# Poor Man's Hammond



## bcmatt (Aug 25, 2007)

So, after lusting for a Hammond organ for so long, I decided to get creative with what I had.

I had installed a simple passive effects loop in my JCM800 clone. 
I used my Old Solid State Acetone Organ that I picked up 3 years ago at Value Village for $15. It has a 1/4" headphone jack out so I put that to my Boss Equalizer Pedal (GE-7 I think- convincing me that the buffer will make it safe to go into the amp), which then goes to my EH Wiggler (tube Vibrato and Tremolo pedal), and then into the power amp of the JCM800 and out to a speaker cab. It actually sounds not too bad. I will have to try it with the band to see what it sounds like in the mix. I guess it is not exactly the poor man's Hammond because it still uses well over $1000 worth of gear, but I haven't found a real Hammond organ available anywhere so it's what I've got.

I found that if I go to the Wiggler before the boss pedal, it has WAY less headroom on even the same settings. Interesting.

My next thought is to try wiring up the Leslie 47 that I have directly to the Acetone.

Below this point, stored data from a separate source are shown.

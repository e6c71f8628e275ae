use std::collections::BTreeMap;

use k8s_openapi::api::{
    core::v1::{PersistentVolume, Pod},
    storage::v1::StorageClass,
};
use kube::{api::ListParams, Api, Client, ResourceExt};
use tracing::info;

use super::coordinator::AttachOptions;
use crate::{api::constants::DEFAULT_CLUSTER_NAME, Error, Result};

const IMAGE_KEY: &str = "image";
const POOL_KEY: &str = "pool";
const STORAGE_CLASS_KEY: &str = "storageClass";
const CLUSTER_NAMESPACE_KEY: &str = "clusterNamespace";
const CLUSTER_NAME_KEY: &str = "clusterName";

/// Pod uid and volume name out of
/// `<root>/pods/<podUID>/volumes/<vendor~driver>/<pvName>`.
pub fn parse_mount_dir(mount_dir: &str) -> Result<(String, String)> {
    let segments: Vec<&str> = mount_dir.split('/').collect();
    if segments.len() < 5 {
        return Err(Error::InvalidSpec(format!(
            "mount dir {mount_dir} does not name a pod volume"
        )));
    }
    let n = segments.len();
    Ok((segments[n - 4].to_string(), segments[n - 1].to_string()))
}

/// Options of the flex volume source backing a persistent volume.
fn flex_options(pv: &PersistentVolume) -> BTreeMap<String, String> {
    pv.spec
        .as_ref()
        .and_then(|s| s.flex_volume.as_ref())
        .and_then(|f| f.options.clone())
        .unwrap_or_default()
}

/// `clusterNamespace`, then the older `clusterName`, then the default.
pub fn cluster_from_storage_class(sc: &StorageClass) -> String {
    let params = sc.parameters.clone().unwrap_or_default();
    params
        .get(CLUSTER_NAMESPACE_KEY)
        .or_else(|| params.get(CLUSTER_NAME_KEY))
        .cloned()
        .unwrap_or_else(|| {
            info!(
                "storage class {} names no cluster, using {DEFAULT_CLUSTER_NAME}",
                sc.name_any()
            );
            DEFAULT_CLUSTER_NAME.to_string()
        })
}

/// Fills unset fields from the persistent volume and the pods running here.
pub fn hydrate(opts: &mut AttachOptions, pv: &PersistentVolume, pods: &[Pod]) {
    if opts.pod_namespace.is_empty() {
        if let Some(ns) = pv
            .spec
            .as_ref()
            .and_then(|s| s.claim_ref.as_ref())
            .and_then(|c| c.namespace.clone())
        {
            opts.pod_namespace = ns;
        }
    }
    if opts.pod_name.is_empty() {
        if let Some(pod) = pods
            .iter()
            .find(|p| p.metadata.uid.as_deref() == Some(opts.pod_id.as_str()))
        {
            opts.pod_name = pod.name_any();
        }
    }
    let options = flex_options(pv);
    let fill = |field: &mut String, key: &str| {
        if field.is_empty() {
            if let Some(v) = options.get(key) {
                *field = v.clone();
            }
        }
    };
    fill(&mut opts.image, IMAGE_KEY);
    fill(&mut opts.pool, POOL_KEY);
    fill(&mut opts.storage_class, STORAGE_CLASS_KEY);
}

/// Recovers the attach context the kubelet does not pass on detach.
pub async fn attach_info_from_mount_dir(
    client: Client,
    node: &str,
    mount_dir: &str,
    mut opts: AttachOptions,
) -> Result<AttachOptions> {
    if opts.pod_id.is_empty() {
        let (pod_id, volume) = parse_mount_dir(mount_dir)?;
        opts.pod_id = pod_id;
        opts.volume_name = volume;
    }
    opts.mount_dir = mount_dir.to_string();

    let pvs: Api<PersistentVolume> = Api::all(client.clone());
    let pv = pvs.get(&opts.volume_name).await?;

    let mut pods = vec![];
    if opts.pod_name.is_empty() {
        let namespace = pv
            .spec
            .as_ref()
            .and_then(|s| s.claim_ref.as_ref())
            .and_then(|c| c.namespace.clone())
            .unwrap_or_else(|| opts.pod_namespace.clone());
        let api: Api<Pod> = Api::namespaced(client.clone(), &namespace);
        pods = api
            .list(&ListParams::default().fields(&format!("spec.nodeName={node}")))
            .await?
            .items;
    }
    hydrate(&mut opts, &pv, &pods);

    let classes: Api<StorageClass> = Api::all(client);
    let sc = classes.get(&opts.storage_class).await?;
    opts.cluster_name = cluster_from_storage_class(&sc);
    Ok(opts)
}
pub mod error;
pub mod config;

pub use error::{Error, ErrorKind, Result};

pub mod api {
    pub mod constants;
    pub mod v1 {
        pub mod cluster;
        pub mod filesystem;
        pub mod object_store;
        pub mod pool;
        pub mod volume_attachment;
    }
}

pub mod telemetry {
    pub mod metrics;
    pub mod state;
    #[allow(clippy::module_inception)]
    pub mod telemetry;
}

pub mod client {
    pub mod ceph;
    pub mod executor;
    pub mod kv_store;
    pub mod watch;
}

pub mod mon {
    pub mod cluster_info;
    pub mod config;
    pub mod endpoints;
    pub mod health;
    pub mod manager;
    pub mod placement;
    pub mod workload;
}

pub mod osd {
    pub mod orchestrator;
    pub mod pod;
    pub mod safety;
    pub mod spec;
    pub mod status;
    pub mod workloads;
}

pub mod attachment {
    pub mod coordinator;
    pub mod flex;
    pub mod mount_dir;
    pub mod rpc;
    pub mod store;
}

pub mod disruption {
    pub mod controller;
    pub mod failure_domain;
    pub mod pdb;
    pub mod state;
}

pub mod cluster {
    pub mod controller;
}

pub mod pool {
    pub mod controller;
}

#[cfg(test)]
pub(crate) mod testing;
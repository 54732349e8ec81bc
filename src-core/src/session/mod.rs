//! Recording session: the capture loop and its state machine.
//!
//! A [`CaptureLoop`] owns a frame source, an encoder backend and a preview
//! surface. Every tick it captures one frame and presents it; while
//! recording it also converts the frame and writes it to the encoder, which
//! is opened on the first recorded frame so the output geometry is known.
//!
//! All work for a tick happens synchronously inside [`CaptureLoop::tick`], so
//! ticks never overlap. When a tick overruns its interval later ticks are
//! delayed rather than dropped.

#[cfg(test)]
mod testing;

use crate::capture::{CaptureError, Frame, FrameSource};
use crate::config::RecordingConfig;
use crate::convert::PixelConverter;
use crate::encoder::{EncoderBackend, EncoderError, EncoderTarget, FrameSink};
use crate::preview::PreviewSurface;
use screenrec_types::{AspectMode, Codec, FrameRate, Geometry, RecordingState, ScaleFactor};
use std::fmt;
use std::future::Future;
use std::path::{Path, PathBuf};
use std::time::{Duration, Instant};
use tokio::time::MissedTickBehavior;
use tracing::{debug, error, info, warn};

/// Consecutive failed captures after which the loop gives up.
pub const MAX_CONSECUTIVE_CAPTURE_FAILURES: u32 = 30;

/// Error that ends a session.
#[derive(Debug)]
pub enum SessionError {
    /// The encoder could not be opened or written to
    Encoder(EncoderError),
    /// The display could not be captured repeatedly
    Capture(CaptureError),
}

impl fmt::Display for SessionError {
    fn fmt(&self, f: &mut fmt::Formatter<'_>) -> fmt::Result {
        match self {
            SessionError::Encoder(e) => write!(f, "{}", e),
            SessionError::Capture(e) => write!(f, "Capture failed: {}", e),
        }
    }
}

impl std::error::Error for SessionError {
    fn source(&self) -> Option<&(dyn std::error::Error + 'static)> {
        match self {
            SessionError::Encoder(e) => Some(e),
            SessionError::Capture(e) => Some(e),
        }
    }
}

impl From<EncoderError> for SessionError {
    fn from(err: EncoderError) -> Self {
        SessionError::Encoder(err)
    }
}

impl From<CaptureError> for SessionError {
    fn from(err: CaptureError) -> Self {
        SessionError::Capture(err)
    }
}

impl From<SessionError> for String {
    fn from(err: SessionError) -> Self {
        err.to_string()
    }
}

/// Settings a session runs with. Only changeable while idle.
#[derive(Debug, Clone, Copy, PartialEq, Eq, Default)]
pub struct SessionConfig {
    pub fps: FrameRate,
    pub scale: ScaleFactor,
    pub aspect: AspectMode,
}

impl From<&RecordingConfig> for SessionConfig {
    fn from(config: &RecordingConfig) -> Self {
        Self {
            fps: config.fps,
            scale: config.scale,
            aspect: config.aspect(),
        }
    }
}

/// Result of a start request.
#[derive(Debug, Clone, Copy, PartialEq, Eq)]
pub enum StartOutcome {
    /// Now recording
    Started,
    /// No output path was chosen; still idle
    Cancelled,
    /// A recording is already in progress; nothing changed
    AlreadyRecording,
}

/// What a finished recording produced.
#[derive(Debug, Clone, PartialEq)]
pub struct RecordingSummary {
    pub output: PathBuf,
    pub codec: Codec,
    /// Frame geometry of the file, `None` if no frame was written
    pub geometry: Option<Geometry>,
    pub frames_written: u64,
    pub duration: Duration,
}

struct ActiveEncoder<S> {
    target: EncoderTarget,
    sink: S,
    frames_written: u64,
}

enum SessionState<S> {
    Idle,
    Recording {
        output: PathBuf,
        started: Instant,
        /// Opened lazily on the first recorded frame
        encoder: Option<ActiveEncoder<S>>,
    },
}

/// Timer-driven capture, preview and record loop.
pub struct CaptureLoop<F, B, P>
where
    F: FrameSource,
    B: EncoderBackend,
    P: PreviewSurface,
{
    source: F,
    backend: B,
    preview: P,
    converter: PixelConverter,
    config: SessionConfig,
    state: SessionState<B::Sink>,
    capture_failures: u32,
    ticks: u64,
    last_summary: Option<RecordingSummary>,
}

impl<F, B, P> CaptureLoop<F, B, P>
where
    F: FrameSource,
    B: EncoderBackend,
    P: PreviewSurface,
{
    pub fn new(source: F, backend: B, preview: P, config: SessionConfig) -> Self {
        Self {
            source,
            backend,
            preview,
            converter: PixelConverter::new(),
            config,
            state: SessionState::Idle,
            capture_failures: 0,
            ticks: 0,
            last_summary: None,
        }
    }

    /// Replace the session settings. Rejected while recording.
    pub fn set_config(&mut self, config: SessionConfig) -> Result<(), String> {
        if self.is_recording() {
            return Err("Cannot change settings while recording".to_string());
        }
        self.config = config;
        Ok(())
    }

    pub fn state(&self) -> RecordingState {
        match self.state {
            SessionState::Idle => RecordingState::Idle,
            SessionState::Recording { .. } => RecordingState::Recording,
        }
    }

    pub fn is_recording(&self) -> bool {
        matches!(self.state, SessionState::Recording { .. })
    }

    /// Time between ticks: `1000ms / fps`.
    pub fn tick_interval(&self) -> Duration {
        Duration::from_millis(self.config.fps.interval_ms())
    }

    /// Number of ticks run so far.
    pub fn ticks(&self) -> u64 {
        self.ticks
    }

    pub fn output_path(&self) -> Option<&Path> {
        match &self.state {
            SessionState::Recording { output, .. } => Some(output),
            SessionState::Idle => None,
        }
    }

    /// Geometry fixed by the first recorded frame, if any.
    pub fn geometry(&self) -> Option<Geometry> {
        match &self.state {
            SessionState::Recording {
                encoder: Some(active),
                ..
            } => Some(active.target.geometry),
            _ => None,
        }
    }

    /// Summary of the most recently stopped recording.
    pub fn last_summary(&self) -> Option<&RecordingSummary> {
        self.last_summary.as_ref()
    }

    /// Begin recording to `output`.
    ///
    /// A missing or empty path means the user cancelled and leaves the loop idle.
    pub fn start(&mut self, output: Option<PathBuf>) -> StartOutcome {
        if self.is_recording() {
            return StartOutcome::AlreadyRecording;
        }
        let Some(output) = output.filter(|p| !p.as_os_str().is_empty()) else {
            debug!("Start cancelled: no output path");
            return StartOutcome::Cancelled;
        };

        info!(
            "Recording to {} at {}, scale {}",
            output.display(),
            self.config.fps,
            self.config.scale
        );
        self.capture_failures = 0;
        self.state = SessionState::Recording {
            output,
            started: Instant::now(),
            encoder: None,
        };
        StartOutcome::Started
    }

    /// Close the encoder and return to idle. Does nothing while idle.
    pub fn stop(&mut self) -> Option<RecordingSummary> {
        let SessionState::Recording {
            output,
            started,
            encoder,
        } = std::mem::replace(&mut self.state, SessionState::Idle)
        else {
            return None;
        };

        let (geometry, frames_written) = match encoder {
            Some(mut active) => {
                active.sink.close();
                (Some(active.target.geometry), active.frames_written)
            }
            None => (None, 0),
        };

        let summary = RecordingSummary {
            codec: Codec::from_path(&output),
            output,
            geometry,
            frames_written,
            duration: started.elapsed(),
        };
        info!(
            "Recording stopped: {} ({} frames)",
            summary.output.display(),
            summary.frames_written
        );
        self.last_summary = Some(summary.clone());
        Some(summary)
    }

    /// Handle the application closing: stop any recording first.
    pub fn close(&mut self) -> Option<RecordingSummary> {
        if self.is_recording() {
            info!("Closing while recording, stopping first");
        }
        self.stop()
    }

    /// Run one capture/preview/record cycle.
    pub fn tick(&mut self) -> Result<(), SessionError> {
        self.ticks += 1;

        let frame = match self.source.capture() {
            Ok(frame) => {
                self.capture_failures = 0;
                frame
            }
            Err(e) => {
                self.capture_failures += 1;
                if self.capture_failures >= MAX_CONSECUTIVE_CAPTURE_FAILURES {
                    error!("Giving up after {} failed captures: {}", self.capture_failures, e);
                    self.stop();
                    return Err(SessionError::Capture(e));
                }
                warn!("Skipping tick {}: {}", self.ticks, e);
                return Ok(());
            }
        };

        if let Err(e) = self.preview.present(&frame, self.config.aspect) {
            debug!("{}", e);
        }

        if let Err(e) = self.record(&frame) {
            error!("Aborting recording: {}", e);
            self.stop();
            return Err(e);
        }
        Ok(())
    }

    fn record(&mut self, frame: &Frame) -> Result<(), SessionError> {
        let SessionState::Recording {
            output, encoder, ..
        } = &mut self.state
        else {
            return Ok(());
        };

        let buffer = self.converter.convert(frame, self.config.scale)?;

        if encoder.is_none() {
            let target = EncoderTarget::new(output.clone(), buffer.geometry(), self.config.fps);
            let sink = self.backend.open(&target)?;
            *encoder = Some(ActiveEncoder {
                target,
                sink,
                frames_written: 0,
            });
        }
        let Some(active) = encoder.as_mut() else {
            return Ok(());
        };

        let geometry = active.target.geometry;
        let buffer = if buffer.geometry() == geometry {
            buffer
        } else {
            debug!("Resizing {} frame to {}", buffer.geometry(), geometry);
            self.converter.resize(buffer, geometry)?
        };

        match active.sink.write_frame(&buffer) {
            Ok(()) => {}
            // An encoder that dies before taking its first frame never opened
            Err(EncoderError::WriteFailed(msg)) if active.frames_written == 0 => {
                return Err(EncoderError::CannotOpen(format!(
                    "encoder rejected the first frame: {}",
                    msg
                ))
                .into());
            }
            Err(e) => return Err(e.into()),
        }
        active.frames_written += 1;
        Ok(())
    }

    /// Tick every `1000ms / fps` until `shutdown` resolves or a tick fails.
    ///
    /// Does not stop the recording on shutdown; call [`close`](Self::close) afterwards.
    pub async fn run<S>(&mut self, shutdown: S) -> Result<(), SessionError>
    where
        S: Future<Output = ()>,
    {
        let mut ticker = tokio::time::interval(self.tick_interval());
        ticker.set_missed_tick_behavior(MissedTickBehavior::Delay);
        tokio::pin!(shutdown);

        loop {
            tokio::select! {
                biased;
                _ = &mut shutdown => {
                    debug!("Capture loop shutting down after {} ticks", self.ticks);
                    return Ok(());
                }
                _ = ticker.tick() => self.tick()?,
            }
        }
    }
}

impl<F, B, P> Drop for CaptureLoop<F, B, P>
where
    F: FrameSource,
    B: EncoderBackend,
    P: PreviewSurface,
{
    fn drop(&mut self) {
        self.close();
    }
}
/// Refresh the preview surface without recording.
pub async fn preview(capture: CaptureOptions, json: bool, quiet: bool) -> ExitCode {
    let Some(path) = capture.preview.clone() else {
        eprintln!("{}", colors::error("--preview <FILE> is required for the preview command."));
        return ExitCode::InvalidArguments;
    };

    let mut app_config = config::load_config();
    if let Err(e) = apply_overrides(&mut app_config, None, &capture) {
        eprintln!("{}", colors::error(&e));
        return ExitCode::InvalidArguments;
    }

    let preview = match preview_surface(&app_config, &capture) {
        Ok(preview) => preview,
        Err(e) => {
            eprintln!("{}", colors::error(&e.to_string()));
            return ExitCode::InvalidArguments;
        }
    };

    let session_config = SessionConfig::from(&app_config.recording);
    let mut session = match open_session(&capture, preview, session_config) {
        Ok(session) => session,
        Err(e) => {
            eprintln!("{}", colors::error(&e.to_string()));
            return ExitCode::RecordingFailedToStart;
        }
    };

    if json {
        print_json(&serde_json::json!({
            "status": "previewing",
            "preview_path": path.to_string_lossy(),
        }));
    } else if !quiet {
        eprintln!(
            "{} {}",
            colors::info("Previewing to"),
            colors::path(&path.display().to_string())
        );
    }

    let limit = capture.duration.map(Duration::from_secs);
    match session.run(async {
        wait_for_stop(limit, false).await;
    })
    .await
    {
        Ok(()) => ExitCode::Success,
        Err(e) => {
            eprintln!("{}", colors::error(&e.to_string()));
            ExitCode::GeneralError
        }
    }
}

/// List available displays.
pub fn displays(json: bool, quiet: bool) -> ExitCode {
    let displays = match list_displays() {
        Ok(displays) => displays,
        Err(e) => {
            eprintln!("{}", colors::error(&e.to_string()));
            return ExitCode::GeneralError;
        }
    };

    if json {
        match serde_json::to_string_pretty(&displays) {
            Ok(s) => println!("{}", s),
            Err(e) => {
                eprintln!("{}", colors::error(&e.to_string()));
                return ExitCode::GeneralError;
            }
        }
        return ExitCode::Success;
    }

    if displays.is_empty() {
        if !quiet {
            println!("{}", colors::dim("No displays found."));
        }
        return ExitCode::Success;
    }

    let id_width = displays
        .iter()
        .map(|d| d.id.to_string().len())
        .max()
        .unwrap_or(2)
        .max(2);
    let name_width = displays
        .iter()
        .map(|d| d.name.len())
        .max()
        .unwrap_or(4)
        .max(4);

    println!(
        "{}  {}  {}  {}  {}",
        colors::pad_left("ID", id_width, colors::header),
        colors::pad_left("NAME", name_width, colors::header),
        colors::pad_left("RESOLUTION", 14, colors::header),
        colors::pad_left("POSITION", 10, colors::header),
        colors::header("PRIMARY")
    );
    println!(
        "{}  {}  {}  {}  {}",
        "-".repeat(id_width),
        "-".repeat(name_width),
        "-".repeat(14),
        "-".repeat(10),
        "-".repeat(7)
    );

    for display in displays {
        let resolution = format!("{}x{}", display.width, display.height);
        let position = format!("{},{}", display.x, display.y);
        let primary = if display.is_primary {
            colors::yes()
        } else {
            colors::no()
        };
        println!(
            "{}  {:<name_width$}  {:<14}  {:<10}  {}",
            colors::pad_left(&display.id.to_string(), id_width, colors::number),
            display.name,
            resolution,
            position,
            primary
        );
    }
    ExitCode::Success
}

/// Show, locate or edit the config file.
pub fn config(action: ConfigAction, json: bool, quiet: bool) -> ExitCode {
    match action {
        ConfigAction::Show => {
            let app_config = config::load_config();
            match serde_json::to_string_pretty(&app_config) {
                Ok(s) => {
                    println!("{}", s);
                    ExitCode::Success
                }
                Err(e) => {
                    eprintln!("{}", colors::error(&e.to_string()));
                    ExitCode::GeneralError
                }
            }
        }
        ConfigAction::Path => match config::config_path() {
            Ok(path) => {
                if json {
                    print_json(&serde_json::json!({ "path": path.to_string_lossy() }));
                } else {
                    println!("{}", colors::path(&path.display().to_string()));
                }
                ExitCode::Success
            }
            Err(e) => {
                eprintln!("{}", colors::error(&e));
                ExitCode::GeneralError
            }
        },
        ConfigAction::Set { key, value } => {
            let mut app_config = config::load_config();
            if let Err(e) = app_config.set(&key, &value) {
                eprintln!("{}", colors::error(&e));
                return ExitCode::InvalidArguments;
            }
            match config::save_config(&app_config) {
                Ok(path) => {
                    if json {
                        print_json(&serde_json::json!({
                            "status": "saved",
                            "key": key,
                            "value": value,
                            "path": path.to_string_lossy(),
                        }));
                    } else if !quiet {
                        println!("{} {} = {}", colors::success("Set"), key, value);
                    }
                    ExitCode::Success
                }
                Err(e) => {
                    eprintln!("{}", colors::error(&e));
                    ExitCode::GeneralError
                }
            }
        }
    }
}

/// Show version information.
pub fn version(json: bool) {
    let version = env!("CARGO_PKG_VERSION");
    if json {
        print_json(&serde_json::json!({ "version": version }));
    } else {
        println!("{} {}", colors::bold("screenrec"), version);
    }
}
//! Pixel conversion from captured BGRA frames to encoder-ready BGR buffers.
//!
//! Alpha is dropped first, then the three-byte pixels are downscaled with a
//! box convolution, which averages the source pixels under each output pixel.
//! Channel order is irrelevant to the resizer, so BGR stays BGR.

use crate::capture::{CaptureError, ColorBuffer, Frame, BGRA_CHANNELS, BGR_CHANNELS};
use fast_image_resize::images::{Image, ImageRef};
use fast_image_resize::{FilterType, PixelType, ResizeAlg, ResizeOptions, Resizer};
use screenrec_types::{Geometry, ScaleFactor};

/// Converts frames for the encoder, reusing the resizer's scratch buffers.
pub struct PixelConverter {
    resizer: Resizer,
    options: ResizeOptions,
}

impl Default for PixelConverter {
    fn default() -> Self {
        Self::new()
    }
}

impl PixelConverter {
    pub fn new() -> Self {
        Self {
            resizer: Resizer::new(),
            options: ResizeOptions::new().resize_alg(ResizeAlg::Convolution(FilterType::Box)),
        }
    }

    /// Convert a captured frame for encoding, downscaling it by `scale`.
    ///
    /// Output dimensions are `floor(W / d)` x `floor(H / d)` for the scale's divisor `d`.
    pub fn convert(&mut self, frame: &Frame, scale: ScaleFactor) -> Result<ColorBuffer, CaptureError> {
        let buffer = ColorBuffer {
            width: frame.width,
            height: frame.height,
            data: drop_alpha(&frame.data),
        };
        self.resize(buffer, scale.apply(frame.width, frame.height))
    }

    /// Resize a BGR buffer to `geometry`. Returns it unchanged when it already fits.
    pub fn resize(
        &mut self,
        buffer: ColorBuffer,
        geometry: Geometry,
    ) -> Result<ColorBuffer, CaptureError> {
        if buffer.geometry() == geometry {
            return Ok(buffer);
        }

        let src = ImageRef::new(buffer.width, buffer.height, &buffer.data, PixelType::U8x3)
            .map_err(|e| CaptureError::InvalidFrame(e.to_string()))?;
        let mut dst = Image::new(geometry.width, geometry.height, PixelType::U8x3);
        self.resizer
            .resize(&src, &mut dst, &self.options)
            .map_err(|e| CaptureError::InvalidFrame(e.to_string()))?;

        Ok(ColorBuffer {
            width: geometry.width,
            height: geometry.height,
            data: dst.into_vec(),
        })
    }
}

/// Strip the alpha byte from tightly packed BGRA pixels.
fn drop_alpha(bgra: &[u8]) -> Vec<u8> {
    let mut bgr = Vec::with_capacity(bgra.len() / BGRA_CHANNELS * BGR_CHANNELS);
    for px in bgra.chunks_exact(BGRA_CHANNELS) {
        bgr.extend_from_slice(&px[..BGR_CHANNELS]);
    }
    bgr
}

#[cfg(test)]
mod tests {
    use super::*;

    fn solid_frame(width: u32, height: u32, bgra: [u8; 4]) -> Frame {
        let data = bgra.repeat((width * height) as usize);
        Frame::from_bgra(width, height, data).unwrap()
    }

    fn assert_solid(buffer: &ColorBuffer, bgr: [u8; 3]) {
        for px in buffer.data.chunks_exact(3) {
            for (got, want) in px.iter().zip(bgr) {
                assert!(got.abs_diff(want) <= 1, "{:?} != {:?}", px, bgr);
            }
        }
    }

    #[test]
    fn test_output_geometry_for_every_scale() {
        let mut converter = PixelConverter::new();
        for (w, h) in [(1920, 1080), (1366, 768), (1001, 7), (5, 3)] {
            let frame = solid_frame(w, h, [1, 2, 3, 255]);
            for scale in ScaleFactor::ALL {
                let out = converter.convert(&frame, scale).unwrap();
                let d = scale.divisor();
                assert_eq!(out.width, (w / d).max(1), "{}x{} at {}", w, h, scale);
                assert_eq!(out.height, (h / d).max(1), "{}x{} at {}", w, h, scale);
                assert_eq!(out.channels(), 3);
                assert_eq!(out.data.len(), out.width as usize * out.height as usize * 3);
            }
        }
    }

    #[test]
    fn test_drops_alpha_without_reordering() {
        let frame = Frame::from_bgra(2, 1, vec![1, 2, 3, 4, 5, 6, 7, 8]).unwrap();
        let out = PixelConverter::new()
            .convert(&frame, ScaleFactor::Original)
            .unwrap();
        assert_eq!(out.data, vec![1, 2, 3, 5, 6, 7]);
    }

    #[test]
    fn test_half_scale_averages_blocks() {
        // 2x2 block with blue channel 10, 20, 30, 40
        let data = vec![
            10, 0, 0, 255, 20, 0, 0, 255, //
            30, 0, 0, 255, 40, 0, 0, 255,
        ];
        let frame = Frame::from_bgra(2, 2, data).unwrap();
        let out = PixelConverter::new().convert(&frame, ScaleFactor::Half).unwrap();
        assert_eq!((out.width, out.height), (1, 1));
        assert_eq!(out.data, vec![25, 0, 0]);
    }

    #[test]
    fn test_solid_color_survives_fractional_ratio() {
        let frame = solid_frame(7, 5, [200, 100, 50, 255]);
        let out = PixelConverter::new().convert(&frame, ScaleFactor::Third).unwrap();
        assert_eq!((out.width, out.height), (2, 1));
        assert_solid(&out, [200, 100, 50]);
    }

    #[test]
    fn test_convert_is_deterministic() {
        let data: Vec<u8> = (0..64u32 * 48 * 4).map(|i| (i * 31 % 251) as u8).collect();
        let frame = Frame::from_bgra(64, 48, data).unwrap();
        let mut converter = PixelConverter::new();
        let a = converter.convert(&frame, ScaleFactor::Third).unwrap();
        let b = converter.convert(&frame, ScaleFactor::Third).unwrap();
        assert_eq!(a, b);
    }

    #[test]
    fn test_resize_up_and_down() {
        let mut converter = PixelConverter::new();
        let buffer = ColorBuffer {
            width: 4,
            height: 2,
            data: [9u8, 8, 7].repeat(8),
        };
        let down = converter.resize(buffer.clone(), Geometry::new(2, 1)).unwrap();
        assert_eq!(down.geometry(), Geometry::new(2, 1));
        assert_solid(&down, [9, 8, 7]);

        let up = converter.resize(buffer, Geometry::new(6, 3)).unwrap();
        assert_eq!(up.geometry(), Geometry::new(6, 3));
        assert_eq!(up.data.len(), 6 * 3 * 3);
        assert_solid(&up, [9, 8, 7]);
    }

    #[test]
    fn test_resize_same_geometry_is_unchanged() {
        let buffer = ColorBuffer {
            width: 1,
            height: 1,
            data: vec![1, 2, 3],
        };
        let out = PixelConverter::new()
            .resize(buffer.clone(), Geometry::new(1, 1))
            .unwrap();
        assert_eq!(out, buffer);
    }

    #[test]
    fn test_resize_rejects_short_buffer() {
        let buffer = ColorBuffer {
            width: 4,
            height: 4,
            data: vec![0; 5],
        };
        assert!(matches!(
            PixelConverter::new().resize(buffer, Geometry::new(2, 2)),
            Err(CaptureError::InvalidFrame(_))
        ));
    }
}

Anyways, no one is probably interested in this but since this is too boring for my blog, I thought I would make conversation here.


----------



## shoretyus (Jan 6, 2007)

Pick up an M3 while your at it. You can pick them up for a couple hundred too.


----------



## bcmatt (Aug 25, 2007)

shoretyus said:


> Pick up an M3 while your at it. You can pick them up for a couple hundred too.


If I could find one anywhere out west I would definitely snap it up. An M3 looks like it would be a perfect sized Hammond for me. I wish I could find one...


----------



## shoretyus (Jan 6, 2007)

bcmatt said:


> If I could find one anywhere out west I would definitely snap it up. An M3 looks like it would be a perfect sized Hammond for me. I wish I could find one...


They are out there. Where in the mountains are you?


----------



## shoretyus (Jan 6, 2007)

This guy has lots ...
http://vancouver.kijiji.ca/c-buy-an...mmonds-and-Leslies-for-Sale-W0QQAdIdZ90584633


----------



## nonreverb (Sep 19, 2006)

...or a Porta B if you see one. They're usually a decent price. Although be prepared for some tweakin' as they're kinda finicky:food-smiley-004:


----------



## dwagar (Mar 6, 2006)

or an M100 series. When you say 'out west' if that includes Alberta, keep an eye on Craigslist and BuySell.com for Edmonton and Calgary. M3s/M100s show up every few months.
I had a line on a mint M3 in Edmonton a couple of months ago, but the guy wanted something like $650 for it. It was pretty, but I thought too high priced. I can see if I can find out if it's available if you're interested.
The M3 I had a couple of years ago, I only paid $250 for.

If you've got a Leslie 47, you probably need the preamp pedal to hook up a 1/4" jack. There are a few Hammond guys here, it's a surprisingly good place to get your Hammond questions answered. They've helped me (and prodded me [Shoretyus] lol) a few times.

I remember AceTones from the old days. Cool to see some of them are still hanging in there.


----------



## shoretyus (Jan 6, 2007)

nonreverb said:


> ...or a Porta B if you see one. They're usually a decent price. Although be prepared for some tweakin' as they're kinda finicky:food-smiley-004:


I shudder at that sound :smile: DO NOT buy an X5... 

That M3 in the 'chuck is nice looking but way over priced yes.


----------



## bcmatt (Aug 25, 2007)

shoretyus said:


> They are out there. Where in the mountains are you?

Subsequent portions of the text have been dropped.